Work to complete:
Filter the lines below, copying only those with the string "replacing".

Start of Source data

//! Unified error handling for the API server.

use axum::{
    Json,
    http::StatusCode,
    response::{IntoResponse, Response},
};
use serde::Serialize;
use thiserror::Error;

use crate::db::RepositoryError;
use crate::services::email::EmailError;
use crate::services::payment::PaymentError;

/// Application-level error type.
///
/// Every handler returns `Result<_, AppError>`; the `IntoResponse` impl is
/// the single place HTTP status codes and response bodies are decided.
#[derive(Debug, Error)]
pub enum AppError {
    /// Database operation failed.
    #[error("database error: {0}")]
    Database(#[from] RepositoryError),

    /// Payment provider operation failed.
    #[error("payment provider error: {0}")]
    Payment(#[from] PaymentError),

    /// Email delivery failed.
    #[error("email error: {0}")]
    Email(#[from] EmailError),

    /// Resource not found.
    #[error("not found: {0}")]
    NotFound(String),

    /// User is not authenticated.
    #[error("unauthorized")]
    Unauthorized,

    /// User lacks the required permission.
    #[error("forbidden: requires {0}")]
    Forbidden(cyna_core::Permission),

    /// Bad request from client.
    #[error("bad request: {0}")]
    BadRequest(String),

    /// Uniqueness conflict (e.g. email already registered).
    #[error("conflict: {0}")]
    Conflict(String),

    /// Internal server error.
    #[error("internal error: {0}")]
    Internal(String),
}

/// JSON error body: `{"error": "..."}`.
#[derive(Debug, Serialize)]
struct ErrorBody {
    error: String,
}

impl IntoResponse for AppError {
    fn into_response(self) -> Response {
        // NotFound from the repository layer is a routine 404, not a defect.
        let this = match self {
            Self::Database(RepositoryError::NotFound) => Self::NotFound("resource".to_owned()),
            Self::Database(RepositoryError::Conflict(msg)) => Self::Conflict(msg),
            other => other,
        };

        // Log server errors with Sentry
        if matches!(this, Self::Database(_) | Self::Internal(_) | Self::Email(_)) {
            let event_id = sentry::capture_error(&this);
            tracing::error!(
                error = %this,
                sentry_event_id = %event_id,
                "request error"
            );
        }

        let status = match &this {
            Self::Database(_) | Self::Internal(_) | Self::Email(_) => {
                StatusCode::INTERNAL_SERVER_ERROR
            }
            Self::Payment(_) => StatusCode::BAD_GATEWAY,
            Self::NotFound(_) => StatusCode::NOT_FOUND,
            Self::Unauthorized => StatusCode::UNAUTHORIZED,
            Self::Forbidden(_) => StatusCode::FORBIDDEN,
            Self::BadRequest(_) => StatusCode::BAD_REQUEST,
            Self::Conflict(_) => StatusCode::CONFLICT,
        };

        // Don't expose internal error details to clients
        let message = match &this {
            Self::Database(_) | Self::Internal(_) | Self::Email(_) => {
                "internal server error".to_owned()
            }
            Self::Payment(_) => "payment provider error".to_owned(),
            other => other.to_string(),
        };

        (status, Json(ErrorBody { error: message })).into_response()
    }
}

/// Set the Sentry user context from a user ID.
pub fn set_sentry_user(user_id: i32, email: Option<&str>) {
    sentry::configure_scope(|scope| {
        scope.set_user(Some(sentry::User {
            id: Some(user_id.to_string()),
            email: email.map(String::from),
            ..Default::default()
        }));
    });
}

/// Clear the Sentry user context.
pub fn clear_sentry_user() {
    sentry::configure_scope(|scope| {
        scope.set_user(None);
    });
}

#[cfg(test)]
mod tests {
    use super::*;
    use cyna_core::Permission;

    fn status_of(err: AppError) -> StatusCode {
        err.into_response().status()
    }

    #[test]
    fn test_status_codes() {
        assert_eq!(
            status_of(AppError::NotFound("order 123".into())),
            StatusCode::NOT_FOUND
        );
        assert_eq!(status_of(AppError::Unauthorized), StatusCode::UNAUTHORIZED);
        assert_eq!(
            status_of(AppError::Forbidden(Permission::ContactRespond)),
            StatusCode::FORBIDDEN
        );
        assert_eq!(
            status_of(AppError::BadRequest("missing field".into())),
            StatusCode::BAD_REQUEST
        );
        assert_eq!(
            status_of(AppError::Conflict("email already exists".into())),
            StatusCode::CONFLICT
        );
        assert_eq!(
            status_of(AppError::Internal("boom".into())),
            StatusCode::INTERNAL_SERVER_ERROR
        );
    }

    #[test]
    fn test_repository_not_found_maps_to_404() {
        assert_eq!(
            status_of(AppError::Database(RepositoryError::NotFound)),
            StatusCode::NOT_FOUND
        );
    }

    #[test]
    fn test_repository_conflict_maps_to_409() {
        assert_eq!(
            status_of(AppError::Database(RepositoryError::Conflict(
                "email already exists".into()
            ))),
            StatusCode::CONFLICT
        );
    }

    #[test]
    fn test_forbidden_names_permission() {
        let err = AppError::Forbidden(Permission::HeroCarouselCreate);
        assert_eq!(err.to_string(), "forbidden: requires hero-carousel:create");
    }
}
//! Marketing content repository (hero carousel, main message).

use chrono::{DateTime, Utc};
use sqlx::PgPool;

use cyna_core::{HeroSlideId, MainMessageId, MessageSeverity};

use super::RepositoryError;
use crate::models::{HeroCarouselSlide, MainMessage};

#[derive(Debug, sqlx::FromRow)]
struct SlideRow {
    id: i32,
    title: String,
    subtitle: String,
    image_url: String,
    link_url: Option<String>,
    sort_order: i32,
    active: bool,
    created_at: DateTime<Utc>,
    updated_at: DateTime<Utc>,
}

impl From<SlideRow> for HeroCarouselSlide {
    fn from(row: SlideRow) -> Self {
        Self {
            id: HeroSlideId::new(row.id),
            title: row.title,
            subtitle: row.subtitle,
            image_url: row.image_url,
            link_url: row.link_url,
            sort_order: row.sort_order,
            active: row.active,
            created_at: row.created_at,
            updated_at: row.updated_at,
        }
    }
}

#[derive(Debug, sqlx::FromRow)]
struct MainMessageRow {
    id: i32,
    body: String,
    severity: MessageSeverity,
    active: bool,
    created_at: DateTime<Utc>,
    updated_at: DateTime<Utc>,
}

impl From<MainMessageRow> for MainMessage {
    fn from(row: MainMessageRow) -> Self {
        Self {
            id: MainMessageId::new(row.id),
            body: row.body,
            severity: row.severity,
            active: row.active,
            created_at: row.created_at,
            updated_at: row.updated_at,
        }
    }
}

const SLIDE_COLUMNS: &str =
    "id, title, subtitle, image_url, link_url, sort_order, active, created_at, updated_at";
const MESSAGE_COLUMNS: &str = "id, body, severity, active, created_at, updated_at";

/// Fields for creating or replacing a slide.
#[derive(Debug, Clone)]
pub struct SlideInput<'a> {
    pub title: &'a str,
    pub subtitle: &'a str,
    pub image_url: &'a str,
    pub link_url: Option<&'a str>,
    pub sort_order: i32,
    pub active: bool,
}

/// Repository for marketing content database operations.
pub struct ContentRepository<'a> {
    pool: &'a PgPool,
}

impl<'a> ContentRepository<'a> {
    /// Create a new content repository.
    #[must_use]
    pub const fn new(pool: &'a PgPool) -> Self {
        Self { pool }
    }

    // =========================================================================
    // Hero carousel
    // =========================================================================

    /// List slides in carousel order. `only_active` hides disabled slides.
    ///
    /// # Errors
    ///
    /// Returns `RepositoryError::Database` if the query fails.
    pub async fn list_slides(
        &self,
        only_active: bool,
    ) -> Result<Vec<HeroCarouselSlide>, RepositoryError> {
        let rows = sqlx::query_as::<_, SlideRow>(&format!(
            "SELECT {SLIDE_COLUMNS} FROM hero_carousel_slides
             WHERE (NOT $1) OR active
             ORDER BY sort_order, id"
        ))
        .bind(only_active)
        .fetch_all(self.pool)
        .await?;

        Ok(rows.into_iter().map(Into::into).collect())
    }

    /// Create a slide.
    ///
    /// # Errors
    ///
    /// Returns `RepositoryError::Database` if the insert fails.
    pub async fn create_slide(
        &self,
        input: SlideInput<'_>,
    ) -> Result<HeroCarouselSlide, RepositoryError> {
        let row = sqlx::query_as::<_, SlideRow>(&format!(
            "INSERT INTO hero_carousel_slides
                 (title, subtitle, image_url, link_url, sort_order, active)
             VALUES ($1, $2, $3, $4, $5, $6)
             RETURNING {SLIDE_COLUMNS}"
        ))
        .bind(input.title)
        .bind(input.subtitle)
        .bind(input.image_url)
        .bind(input.link_url)
        .bind(input.sort_order)
        .bind(input.active)
        .fetch_one(self.pool)
        .await?;

        Ok(row.into())
    }

    /// Replace a slide.
    ///
    /// # Errors
    ///
    /// Returns `RepositoryError::NotFound` if the slide doesn't exist.
    pub async fn update_slide(
        &self,
        id: HeroSlideId,
        input: SlideInput<'_>,
    ) -> Result<HeroCarouselSlide, RepositoryError> {
        let row = sqlx::query_as::<_, SlideRow>(&format!(
            "UPDATE hero_carousel_slides
             SET title = $1, subtitle = $2, image_url = $3, link_url = $4,
                 sort_order = $5, active = $6, updated_at = now()
             WHERE id = $7
             RETURNING {SLIDE_COLUMNS}"
        ))
        .bind(input.title)
        .bind(input.subtitle)
        .bind(input.image_url)
        .bind(input.link_url)
        .bind(input.sort_order)
        .bind(input.active)
        .bind(id.as_i32())
        .fetch_optional(self.pool)
        .await?
        .ok_or(RepositoryError::NotFound)?;

        Ok(row.into())
    }

    /// Delete a slide.
    ///
    /// # Errors
    ///
    /// Returns `RepositoryError::NotFound` if the slide doesn't exist.
    pub async fn delete_slide(&self, id: HeroSlideId) -> Result<(), RepositoryError> {
        let result = sqlx::query("DELETE FROM hero_carousel_slides WHERE id = $1")
            .bind(id.as_i32())
            .execute(self.pool)
            .await?;

        if result.rows_affected() == 0 {
            return Err(RepositoryError::NotFound);
        }

        Ok(())
    }

    // =========================================================================
    // Main message
    // =========================================================================

    /// The currently active main message, if any.
    ///
    /// # Errors
    ///
    /// Returns `RepositoryError::Database` if the query fails.
    pub async fn get_active_message(&self) -> Result<Option<MainMessage>, RepositoryError> {
        let row = sqlx::query_as::<_, MainMessageRow>(&format!(
            "SELECT {MESSAGE_COLUMNS} FROM main_messages WHERE active"
        ))
        .fetch_optional(self.pool)
        .await?;

        Ok(row.map(Into::into))
    }

    /// Set the main message, replacing the currently active one.
    ///
    /// Deactivates all other messages in the same transaction; the partial
    /// unique index on `active` guarantees at most one survives.
    ///
    /// # Errors
    ///
    /// Returns `RepositoryError::Database` if the write fails.
    pub async fn set_message(
        &self,
        body: &str,
        severity: MessageSeverity,
        active: bool,
    ) -> Result<MainMessage, RepositoryError> {
        let mut tx = self.pool.begin().await?;

        if active {
            sqlx::query("UPDATE main_messages SET active = FALSE WHERE active")
                .execute(&mut *tx)
                .await?;
        }

        let row = sqlx::query_as::<_, MainMessageRow>(&format!(
            "INSERT INTO main_messages (body, severity, active)
             VALUES ($1, $2, $3)
             RETURNING {MESSAGE_COLUMNS}"
        ))
        .bind(body)
        .bind(severity)
        .bind(active)
        .fetch_one(&mut *tx)
        .await?;

        tx.commit().await?;
        Ok(row.into())
    }
}
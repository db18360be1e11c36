//! Domain models.
//!
//! These types represent validated domain objects separate from database row
//! types; the row-to-domain conversion lives in the repositories.

pub mod billing;
pub mod cart;
pub mod catalog;
pub mod contact;
pub mod content;
pub mod order;
pub mod session;
pub mod user;

pub use billing::{Address, PaymentMethod, Subscription};
pub use cart::Cart;
pub use catalog::{Category, Product};
pub use contact::ContactMessage;
pub use content::{HeroCarouselSlide, MainMessage};
pub use order::{Order, OrderedProduct, Transaction};
pub use session::{CurrentUser, session_keys};
pub use user::User;
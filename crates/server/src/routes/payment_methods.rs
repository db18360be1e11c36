//! Payment method handlers.
//!
//! Cards live at the payment provider; these routes attach/detach there and
//! mirror the display data locally.

use axum::{
    Json,
    extract::{Path, State},
    http::StatusCode,
};
use serde::Deserialize;
use tracing::instrument;

use cyna_core::PaymentMethodId;

use crate::db::{PaymentMethodRepository, UserRepository};
use crate::error::AppError;
use crate::middleware::RequireAuth;
use crate::models::PaymentMethod;
use crate::state::AppState;

/// List the user's payment methods.
///
/// GET /api/payment-methods
#[instrument(skip(state, auth))]
pub async fn list(
    State(state): State<AppState>,
    auth: RequireAuth,
) -> Result<Json<Vec<PaymentMethod>>, AppError> {
    let methods = PaymentMethodRepository::new(state.pool())
        .list_for_user(auth.0.id)
        .await?;
    Ok(Json(methods))
}

/// Form data for attaching a payment method.
///
/// The client tokenizes the card with the provider first and sends the
/// resulting method ID; raw card numbers never touch this server.
#[derive(Debug, Deserialize)]
pub struct AttachRequest {
    pub provider_method_id: String,
    #[serde(default)]
    pub is_default: bool,
}

/// Attach a payment method and mirror it locally.
///
/// POST /api/payment-methods
#[instrument(skip(state, auth, body))]
pub async fn create(
    State(state): State<AppState>,
    auth: RequireAuth,
    Json(body): Json<AttachRequest>,
) -> Result<(StatusCode, Json<PaymentMethod>), AppError> {
    let method_id = body.provider_method_id.trim();
    if method_id.is_empty() {
        return Err(AppError::BadRequest(
            "provider_method_id is required".to_owned(),
        ));
    }

    let users = UserRepository::new(state.pool());
    let user = users
        .get_by_id(auth.0.id)
        .await?
        .ok_or(AppError::Unauthorized)?;

    let customer_id = match user.provider_customer_id {
        Some(id) => id,
        None => {
            let name = format!("{} {}", user.first_name, user.last_name);
            let customer = state
                .payment()
                .create_customer(user.email.as_str(), &name)
                .await?;
            users
                .set_provider_customer_id(user.id, &customer.id)
                .await?;
            customer.id
        }
    };

    let attached = state
        .payment()
        .attach_payment_method(method_id, &customer_id)
        .await?;

    let card = attached
        .card
        .ok_or_else(|| AppError::BadRequest("payment method is not a card".to_owned()))?;

    let method = PaymentMethodRepository::new(state.pool())
        .create(
            auth.0.id,
            &attached.id,
            &card.brand,
            &card.last4,
            card.exp_month,
            card.exp_year,
            body.is_default,
        )
        .await?;

    Ok((StatusCode::CREATED, Json(method)))
}

/// Detach a payment method at the provider and remove the mirror.
///
/// DELETE /api/payment-methods/{id}
#[instrument(skip(state, auth))]
pub async fn delete(
    State(state): State<AppState>,
    auth: RequireAuth,
    Path(id): Path<i32>,
) -> Result<StatusCode, AppError> {
    let repo = PaymentMethodRepository::new(state.pool());

    let method = repo
        .get_for_user(auth.0.id, PaymentMethodId::new(id))
        .await?
        .ok_or_else(|| AppError::NotFound(format!("payment method {id}")))?;

    state
        .payment()
        .detach_payment_method(&method.provider_method_id)
        .await?;

    repo.delete(auth.0.id, method.id).await?;

    Ok(StatusCode::NO_CONTENT)
}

End of Source data

The completed task:
/// Fields for creating or replacing a slide.
    /// Set the main message, replacing the currently active one.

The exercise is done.